- Born: March 11, 1958 (age 67) New Orleans, Louisiana
- Occupations: Film producer and director
- Years active: 1999-present
- Spouse: Sau-Yin Wong
- Children: 1

= Fredric King =

American film director

Fredric King (born March 11, 1958) is an American film producer and director. He has directed and produced documentaries such as Haiti Redux and Swoon: fearless, a film about the artist Caledonia Curry, also known as Swoon.

==Early life and education==
King grew up in New Orleans, Louisiana. He made his first stop-motion films at age ten and studied filmmaking at Loyola University New Orleans. After spending time in Austin and San Francisco as a cinematographer and video editor for production companies, he moved to New York City.

==Career==
King was an executive producer of Sound of Metal (2019), which received six nominations at the 93rd Academy Awards, including Best Picture, winning Best Editing and Best Sound. King helped create the film with screenwriter and director Derek Cianfrance.

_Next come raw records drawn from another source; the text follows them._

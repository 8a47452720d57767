// SPDX-License-Identifier: MIT OR Apache-2.0
#![doc = "Token validation, minting, and RBAC for agent-helm."]
#![deny(unsafe_code)]
#![warn(missing_docs)]

//! Two parallel credential types guard the runtime:
//!
//! - the **daemon service token**: an optional shared secret on a fixed
//!   header; when configured, every agent request must carry it;
//! - the **agent identity token**: a symmetric-signed JWT (`type=agent`)
//!   that the runtime both validates on inbound traffic and mints for its
//!   own calls to the control plane.
//!
//! Operations Console callers present OIDC JWTs instead; those are projected
//! into an [`OpsIdentity`] and checked against the static role/permission
//! table in [`rbac`].

mod ops;
mod rbac;
mod token;

pub use ops::{ClaimNames, OpsIdentity, OpsVerifier};
pub use rbac::{ALL_PERMISSIONS, OpsRole, Permission, has_permission};
pub use token::{AgentClaims, AgentTokenService, verify_daemon_key};

/// Errors surfaced by the tenancy layer.
#[derive(Debug, thiserror::Error, PartialEq, Eq)]
pub enum TenancyError {
    /// No credential was presented where one was required.
    #[error("missing token: {0}")]
    MissingToken(String),

    /// The credential failed signature, expiry, or shape validation.
    #[error("invalid token: {0}")]
    InvalidToken(String),

    /// The runtime lacks the secret needed to validate or mint.
    #[error("tenancy config error: {0}")]
    ConfigError(String),

    /// A required claim is absent from an otherwise valid token.
    #[error("missing claim: {0}")]
    MissingClaim(String),

    /// The caller is authenticated but not allowed to do this.
    #[error("permission denied: {0}")]
    PermissionDenied(String),
}

impl TenancyError {
    /// Stable wire code for this failure (`missing_token`, `invalid_token`,
    /// `config_error`, `missing_claim`, `permission_denied`).
    #[must_use]
    pub fn code(&self) -> &'static str {
        match self {
            Self::MissingToken(_) => "missing_token",
            Self::InvalidToken(_) => "invalid_token",
            Self::ConfigError(_) => "config_error",
            Self::MissingClaim(_) => "missing_claim",
            Self::PermissionDenied(_) => "permission_denied",
        }
    }
}
#[cfg(test)]
mod tests {
    use super::*;
    use crate::manifest::parse_manifest;
    use helm_audit::AuditQuery;

    fn registry() -> (SkillRegistry, AuditLog) {
        let store = Store::open_in_memory().unwrap();
        let audit = AuditLog::new(store.clone());
        (SkillRegistry::new(store, audit.clone()), audit)
    }

    fn manifest(name: &str, version: &str) -> SkillManifest {
        let raw = format!("---\nname: {name}\nversion: {version}\npermissions: [search]\n---\nbody");
        parse_manifest(&raw).unwrap().0
    }

    #[test]
    fn publish_starts_in_draft() {
        let (reg, _) = registry();
        let record = reg.publish(&manifest("triage", "1.0.0"), "instructions").unwrap();
        assert_eq!(record.state, SkillState::Draft);
        assert_eq!(record.body, "instructions");
    }

    #[test]
    fn republish_is_rejected() {
        let (reg, _) = registry();
        reg.publish(&manifest("triage", "1.0.0"), "a").unwrap();
        let err = reg.publish(&manifest("triage", "1.0.0"), "b").unwrap_err();
        assert!(matches!(err, RegistryError::AlreadyPublished { .. }));
        // Original body is untouched.
        assert_eq!(reg.get_exact("triage", "1.0.0").unwrap().body, "a");
    }

    #[test]
    fn get_prefers_active_over_approved_and_higher_versions() {
        let (reg, _) = registry();
        for version in ["1.0.0", "1.1.0", "2.0.0"] {
            reg.publish(&manifest("triage", version), "b").unwrap();
        }
        // 1.0.0 → active, 2.0.0 → approved, 1.1.0 stays draft.
        for (version, states) in [
            ("1.0.0", vec![SkillState::Tested, SkillState::Approved, SkillState::Active]),
            ("2.0.0", vec![SkillState::Tested, SkillState::Approved]),
        ] {
            for state in states {
                reg.set_state("triage", version, state, "ops").unwrap();
            }
        }

        let resolved = reg.get("triage").unwrap();
        assert_eq!(resolved.manifest.version, "1.0.0", "active beats a newer approved");

        let any = reg.get_any_state("triage").unwrap();
        assert_eq!(any.manifest.version, "2.0.0");
    }

    #[test]
    fn get_without_promotable_version_fails() {
        let (reg, _) = registry();
        reg.publish(&manifest("triage", "1.0.0"), "b").unwrap();
        assert!(matches!(reg.get("triage"), Err(RegistryError::NotFound(_))));
    }

    #[test]
    fn illegal_transition_is_rejected() {
        let (reg, _) = registry();
        reg.publish(&manifest("triage", "1.0.0"), "b").unwrap();
        let err = reg
            .set_state("triage", "1.0.0", SkillState::Active, "ops")
            .unwrap_err();
        assert!(matches!(err, RegistryError::IllegalTransition { .. }));
    }

    #[test]
    fn deprecated_never_reactivates() {
        let (reg, _) = registry();
        reg.publish(&manifest("triage", "1.0.0"), "b").unwrap();
        reg.set_state("triage", "1.0.0", SkillState::Deprecated, "ops").unwrap();
        assert!(reg
            .set_state("triage", "1.0.0", SkillState::Active, "ops")
            .is_err());
    }

    #[test]
    fn transitions_are_audited() {
        let (reg, audit) = registry();
        reg.publish(&manifest("triage", "1.0.0"), "b").unwrap();
        reg.set_state("triage", "1.0.0", SkillState::Tested, "ops").unwrap();

        let changed = audit
            .query(&AuditQuery {
                event_types: vec![AuditEventType::SkillStateChanged],
                ..AuditQuery::default()
            })
            .unwrap();
        assert_eq!(changed.total, 1);
        assert_eq!(changed.entries[0].payload["to"], "tested");
    }

    #[test]
    fn deprecated_use_is_audited_per_execution() {
        let (reg, audit) = registry();
        reg.note_deprecated_use("t1", "triage", "1.0.0", "tr_1");
        reg.note_deprecated_use("t1", "triage", "1.0.0", "tr_2");

        let page = audit
            .query(&AuditQuery {
                event_types: vec![AuditEventType::SkillDeprecatedUsed],
                ..AuditQuery::default()
            })
            .unwrap();
        assert_eq!(page.total, 2);
    }

    #[test]
    fn passing_eval_promotes_draft_to_tested() {
        let (reg, _) = registry();
        reg.publish(&manifest("triage", "1.0.0"), "b").unwrap();
        reg.record_eval("triage", "1.0.0", 3, 3, &serde_json::json!([])).unwrap();
        assert_eq!(
            reg.get_exact("triage", "1.0.0").unwrap().state,
            SkillState::Tested
        );
    }

    #[test]
    fn failing_eval_keeps_draft() {
        let (reg, _) = registry();
        reg.publish(&manifest("triage", "1.0.0"), "b").unwrap();
        reg.record_eval("triage", "1.0.0", 2, 3, &serde_json::json!([])).unwrap();
        assert_eq!(
            reg.get_exact("triage", "1.0.0").unwrap().state,
            SkillState::Draft
        );
    }

    #[test]
    fn list_by_state_filters() {
        let (reg, _) = registry();
        reg.publish(&manifest("a", "1.0.0"), "b").unwrap();
        reg.publish(&manifest("b", "1.0.0"), "b").unwrap();
        reg.set_state("a", "1.0.0", SkillState::Tested, "ops").unwrap();

        let drafts = reg.list_by_state(SkillState::Draft).unwrap();
        assert_eq!(drafts.len(), 1);
        assert_eq!(drafts[0].manifest.name, "b");
    }
}
// SPDX-License-Identifier: MIT OR Apache-2.0
//! Tool-call extraction from raw model messages.
//!
//! Two encodings appear in the wild and both are accepted:
//!
//! - **function-call style**: `tool_calls: [{id, function: {name,
//!   arguments: "<json string>"}}]`;
//! - **content-block style**: `content: [{type: "tool_use", id, name,
//!   input: {…}}]`.
//!
//! Entries whose argument payload is not decodable are silently dropped -
//! a malformed call must not fail the turn.

use helm_core::ToolCall;
use serde_json::Value;
use std::collections::BTreeMap;
use tracing::debug;

/// Extract every tool call from a raw assistant message, regardless of
/// encoding. Returns an empty list for plain text turns.
#[must_use]
pub fn parse_tool_calls(raw_message: &Value) -> Vec<ToolCall> {
    let mut calls = Vec::new();

    // Function-call style.
    if let Some(entries) = raw_message.get("tool_calls").and_then(Value::as_array) {
        for entry in entries {
            let Some(id) = entry.get("id").and_then(Value::as_str) else {
                continue;
            };
            let Some(function) = entry.get("function") else {
                continue;
            };
            let Some(name) = function.get("name").and_then(Value::as_str) else {
                continue;
            };
            let Some(arguments) = decode_arguments(function.get("arguments")) else {
                debug!(call = id, tool = name, "dropping tool call with undecodable arguments");
                continue;
            };
            calls.push(ToolCall {
                id: id.to_string(),
                name: name.to_string(),
                arguments,
            });
        }
    }

    // Content-block style.
    if let Some(blocks) = raw_message.get("content").and_then(Value::as_array) {
        for block in blocks {
            if block.get("type").and_then(Value::as_str) != Some("tool_use") {
                continue;
            }
            let (Some(id), Some(name)) = (
                block.get("id").and_then(Value::as_str),
                block.get("name").and_then(Value::as_str),
            ) else {
                continue;
            };
            let Some(arguments) = decode_arguments(block.get("input")) else {
                debug!(call = id, tool = name, "dropping tool_use block with undecodable input");
                continue;
            };
            calls.push(ToolCall {
                id: id.to_string(),
                name: name.to_string(),
                arguments,
            });
        }
    }

    calls
}

/// Decode an argument payload that may be an object or a JSON-encoded
/// string. `None` and non-object payloads are undecodable.
fn decode_arguments(raw: Option<&Value>) -> Option<BTreeMap<String, Value>> {
    let raw = raw?;
    let object = match raw {
        Value::Object(map) => map.clone(),
        Value::String(encoded) => match serde_json::from_str::<Value>(encoded) {
            Ok(Value::Object(map)) => map,
            _ => return None,
        },
        _ => return None,
    };
    Some(object.into_iter().collect())
}

#[cfg(test)]
mod tests {
    use super::*;
    use serde_json::json;

    #[test]
    fn function_call_style_with_string_arguments() {
        let message = json!({
            "role": "assistant",
            "content": null,
            "tool_calls": [{
                "id": "call_1",
                "type": "function",
                "function": {"name": "search", "arguments": "{\"q\": \"rust\", \"limit\": 5}"},
            }],
        });
        let calls = parse_tool_calls(&message);
        assert_eq!(calls.len(), 1);
        assert_eq!(calls[0].id, "call_1");
        assert_eq!(calls[0].name, "search");
        assert_eq!(calls[0].arguments["q"], "rust");
        assert_eq!(calls[0].arguments["limit"], 5);
    }

    #[test]
    fn function_call_style_with_object_arguments() {
        let message = json!({
            "tool_calls": [{
                "id": "call_2",
                "function": {"name": "fetch", "arguments": {"url": "https://example.com"}},
            }],
        });
        let calls = parse_tool_calls(&message);
        assert_eq!(calls.len(), 1);
        assert_eq!(calls[0].arguments["url"], "https://example.com");
    }

    #[test]
    fn content_block_style() {
        let message = json!({
            "role": "assistant",
            "content": [
                {"type": "text", "text": "let me check"},
                {"type": "tool_use", "id": "tu_1", "name": "search", "input": {"q": "rust"}},
            ],
        });
        let calls = parse_tool_calls(&message);
        assert_eq!(calls.len(), 1);
        assert_eq!(calls[0].id, "tu_1");
        assert_eq!(calls[0].arguments["q"], "rust");
    }

    #[test]
    fn undecodable_arguments_are_dropped_silently() {
        let message = json!({
            "tool_calls": [
                {"id": "bad_1", "function": {"name": "a", "arguments": "not json"}},
                {"id": "bad_2", "function": {"name": "b", "arguments": "[1, 2]"}},
                {"id": "ok_1", "function": {"name": "c", "arguments": "{}"}},
            ],
        });
        let calls = parse_tool_calls(&message);
        assert_eq!(calls.len(), 1);
        assert_eq!(calls[0].id, "ok_1");
    }

    #[test]
    fn plain_text_message_has_no_calls() {
        let message = json!({"role": "assistant", "content": "just words"});
        assert!(parse_tool_calls(&message).is_empty());
    }

    #[test]
    fn both_encodings_in_one_message_are_merged() {
        let message = json!({
            "tool_calls": [{"id": "f1", "function": {"name": "a", "arguments": "{}"}}],
            "content": [{"type": "tool_use", "id": "b1", "name": "b", "input": {}}],
        });
        let calls = parse_tool_calls(&message);
        assert_eq!(calls.len(), 2);
    }
}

King produced his first full-length feature film, Quattro Noza, retitled Streets of Legend in 2003. It won the Excellence in Cinematography Award at the 2003 Sundance Film Festival and received two Spirit Award nominations, Best Cinematography and Best First Feature for King. King produced the documentary B.I.K.E., retitled Bike Club, in 2006. The film features Black Label Bike Club, one of the main contributors to the rise of the tall bike culture.

After the 2010 Haiti earthquake, King produced the documentary Haiti Redux. His next documentary was Swoon: fearless. Over the course of two years, King produced a 25-day shoot of an experimental film called Metalhead, which was later retitled Sound of Metal. Currently, King is working on a fantasy-comedy television series called Kurt Vonnegut: Reporter on the Afterlife, adapted from Kurt Vonnegut's novella God Bless You, Dr. Kevorkian.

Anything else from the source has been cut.